Directions = Repeat the data in full. No line may differ from the original.

** Opening Data for this exercise block **

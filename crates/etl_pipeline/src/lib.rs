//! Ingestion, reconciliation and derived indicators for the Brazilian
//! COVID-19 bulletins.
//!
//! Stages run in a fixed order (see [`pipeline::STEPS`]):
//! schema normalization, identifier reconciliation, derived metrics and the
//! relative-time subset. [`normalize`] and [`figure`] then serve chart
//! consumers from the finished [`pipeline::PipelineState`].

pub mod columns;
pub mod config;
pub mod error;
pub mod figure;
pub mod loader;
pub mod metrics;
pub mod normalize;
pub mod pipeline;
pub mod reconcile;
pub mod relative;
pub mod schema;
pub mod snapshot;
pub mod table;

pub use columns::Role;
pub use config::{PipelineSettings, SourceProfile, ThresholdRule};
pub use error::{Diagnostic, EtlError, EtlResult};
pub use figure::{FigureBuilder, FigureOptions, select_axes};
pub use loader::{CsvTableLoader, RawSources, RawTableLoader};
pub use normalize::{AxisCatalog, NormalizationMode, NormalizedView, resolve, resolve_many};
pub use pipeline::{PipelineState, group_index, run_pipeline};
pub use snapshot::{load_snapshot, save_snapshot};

** Closing Data for this exercise block **

Expected answer =
filename crates/etl_pipeline/src/lib.rs
//! Ingestion, reconciliation and derived indicators for the Brazilian
//! COVID-19 bulletins.
//!
//! Stages run in a fixed order (see [`pipeline::STEPS`]):
//! schema normalization, identifier reconciliation, derived metrics and the
//! relative-time subset. [`normalize`] and [`figure`] then serve chart
//! consumers from the finished [`pipeline::PipelineState`].

pub mod columns;
pub mod config;
pub mod error;
pub mod figure;
pub mod loader;
pub mod metrics;
pub mod normalize;
pub mod pipeline;
pub mod reconcile;
pub mod relative;
pub mod schema;
pub mod snapshot;
pub mod table;

pub use columns::Role;
pub use config::{PipelineSettings, SourceProfile, ThresholdRule};
pub use error::{Diagnostic, EtlError, EtlResult};
pub use figure::{FigureBuilder, FigureOptions, select_axes};
pub use loader::{CsvTableLoader, RawSources, RawTableLoader};
pub use normalize::{AxisCatalog, NormalizationMode, NormalizedView, resolve, resolve_many};
pub use pipeline::{PipelineState, group_index, run_pipeline};
pub use snapshot::{load_snapshot, save_snapshot};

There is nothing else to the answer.